Restando in zona centro è impossibile non citare i dipinti di Andrea Tarli, ragazzo ascolano che con le sue opere è arrivato fino alla Galleria di Arte Urbana di Lisbona. Per la sua città, Andrea ha realizzato due lavori: in via delle Canterine c’è Azul #1, realizzato nel 2016 ed autofinanziato insieme al proprietario del palazzo su cui sorge. Si tratta del primo murale in cui l’artista ha utilizzato gradazioni di blu per raffigurare donne giganti in scenari urbani quasi surreali: qui la donna rappresentata è Madre Natura che si riappropria della città coprendo con il colore il grigiore dei palazzi del cemento dei palazzi. Nell’arco in cima a via D’Azeglio, invece, c’è “Solo.Aria.Gratis”, realizzato con l’aiuto del Comune nel 2014 per ridare vita al passaggio pedonale che sfocia in via Barro, in cima a via Pretoriana. Il murale, che si sviluppa su tre facciate, rompe la “scatola” del sottopassaggio grazie alla forza della cultura e al superamento del pregiudizio, elementi rappresentati dai fogli di carta sparsi che volano liberi fino al cielo dipinto sul soffitto.

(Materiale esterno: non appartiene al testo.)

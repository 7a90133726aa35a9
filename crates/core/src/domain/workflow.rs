use std::collections::HashSet;
use std::fmt;

use chrono::NaiveDate;
use serde::{Deserialize, Serialize};

use crate::errors::DomainError;

#[derive(Clone, Debug, PartialEq, Eq, Hash, PartialOrd, Ord, Serialize, Deserialize)]
pub struct StepId(pub String);

impl StepId {
    pub fn as_str(&self) -> &str {
        &self.0
    }
}

impl fmt::Display for StepId {
    fn fmt(&self, f: &mut fmt::Formatter<'_>) -> fmt::Result {
        f.write_str(&self.0)
    }
}

impl From<&str> for StepId {
    fn from(value: &str) -> Self {
        Self(value.to_owned())
    }
}

#[derive(Clone, Copy, Debug, PartialEq, Eq, Hash, Serialize, Deserialize)]
#[serde(rename_all = "lowercase")]
pub enum StepStatus {
    Waiting,
    Pending,
    Completed,
}

impl StepStatus {
    pub fn as_str(self) -> &'static str {
        match self {
            Self::Waiting => "waiting",
            Self::Pending => "pending",
            Self::Completed => "completed",
        }
    }
}

impl std::str::FromStr for StepStatus {
    type Err = DomainError;

    fn from_str(value: &str) -> Result<Self, Self::Err> {
        match value.trim().to_ascii_lowercase().as_str() {
            "waiting" => Ok(Self::Waiting),
            "pending" => Ok(Self::Pending),
            "completed" => Ok(Self::Completed),
            other => Err(DomainError::InvariantViolation(format!("unknown step status `{other}`"))),
        }
    }
}

/// One stage of a quote's approval sequence.
///
/// `completed_date` is only ever written through [`WorkflowStep::complete`], which keeps
/// it in lockstep with `status`.
#[derive(Clone, Debug, PartialEq, Eq, Serialize, Deserialize)]
#[serde(rename_all = "camelCase")]
pub struct WorkflowStep {
    pub id: StepId,
    pub name: String,
    pub assignee: String,
    pub status: StepStatus,
    pub completed_date: Option<NaiveDate>,
}

impl WorkflowStep {
    pub fn waiting(id: StepId, name: impl Into<String>, assignee: impl Into<String>) -> Self {
        Self {
            id,
            name: name.into(),
            assignee: assignee.into(),
            status: StepStatus::Waiting,
            completed_date: None,
        }
    }

    pub fn is_completed(&self) -> bool {
        self.status == StepStatus::Completed
    }

    pub fn complete(&mut self, on: NaiveDate) {
        self.status = StepStatus::Completed;
        self.completed_date = Some(on);
    }

    pub fn activate(&mut self) {
        self.status = StepStatus::Pending;
        self.completed_date = None;
    }
}

/// Checks the progression invariants of a step sequence against its current-step pointer:
/// unique ids, completed steps form a prefix, at most one pending step directly after that
/// prefix (which must be `current_step`), everything after it waiting.
pub fn check_progression(
    steps: &[WorkflowStep],
    current_step: Option<&StepId>,
) -> Result<(), DomainError> {
    let mut seen = HashSet::with_capacity(steps.len());
    for step in steps {
        if !seen.insert(&step.id) {
            return Err(DomainError::InvariantViolation(format!(
                "duplicate workflow step `{}`",
                step.id
            )));
        }
        if step.is_completed() != step.completed_date.is_some() {
            return Err(DomainError::InvariantViolation(format!(
                "step `{}` has status {} but completed date {:?}",
                step.id,
                step.status.as_str(),
                step.completed_date
            )));
        }
    }

    let frontier = steps.iter().position(|step| !step.is_completed());
    let Some(frontier) = frontier else {
        return match current_step {
            None => Ok(()),
            Some(id) => Err(DomainError::InvariantViolation(format!(
                "workflow is complete but current step is `{id}`"
            ))),
        };
    };

    let active = &steps[frontier];
    if active.status != StepStatus::Pending {
        return Err(DomainError::InvariantViolation(format!(
            "first open step `{}` is {} instead of pending",
            active.id,
            active.status.as_str()
        )));
    }
    if current_step != Some(&active.id) {
        return Err(DomainError::InvariantViolation(format!(
            "current step {:?} does not match pending step `{}`",
            current_step.map(StepId::as_str),
            active.id
        )));
    }
    if let Some(step) = steps[frontier + 1..].iter().find(|step| step.status != StepStatus::Waiting)
    {
        return Err(DomainError::InvariantViolation(format!(
            "step `{}` after the current step is {}",
            step.id,
            step.status.as_str()
        )));
    }

    Ok(())
}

Da Porta Solestà a Porta Tufilla, fino ad arrivare a Porta Maggiore. In zona San Marcello, più precisamente in via Lazio, c’è “Aika” dello street artist romano Luis Gomez De Teran, conosciuto nell’ambiente più semplicemente come Gomez. Il murale sorge sulla facciata di una casa popolare ed è stato realizzato tra agosto e settembre 2018 con finanziamenti Comunali. La particolarità dell’opera è la lacrima di cemento sul volto della fanciulla, dipinta con vernici a quarzo. «Gomez non voleva creare un ritratto di bellezza pura – ricorda Faraglia – ma ha voluto graffiare e sporcare l’opera con dello stucco a essiccazione rapida per far capire che non è tutto oro quello che luccica, anche in un quello che era uno dei quartieri-simbolo della città. Ascoli è bellissima, ma sotto sotto c’è anche tanto disagio sociale». Proprio come abbiamo documentato la scorsa settimana parlando della condizione in cui versa il quartiere Tofare.

«Con Arte Pubblica, abbiamo organizzato quasi tutti i murales della città -conclude il presidente dell’Associazione culturale Defloyd Alessandro Piccioni-. Ora abbiamo in cantiere il progetto R3 di Monticelli, che avrebbe dovuto prendere vita proprio in questi giorni ma che è stato rimandato all’anno prossimo a causa dell’emergenza coronavirus. Ancora un po’ di pazienza dunque, poi tra le strade di Ascoli sarà possibile ammirare l’ennesimo, imponente e prezioso dipinto a cielo aperto».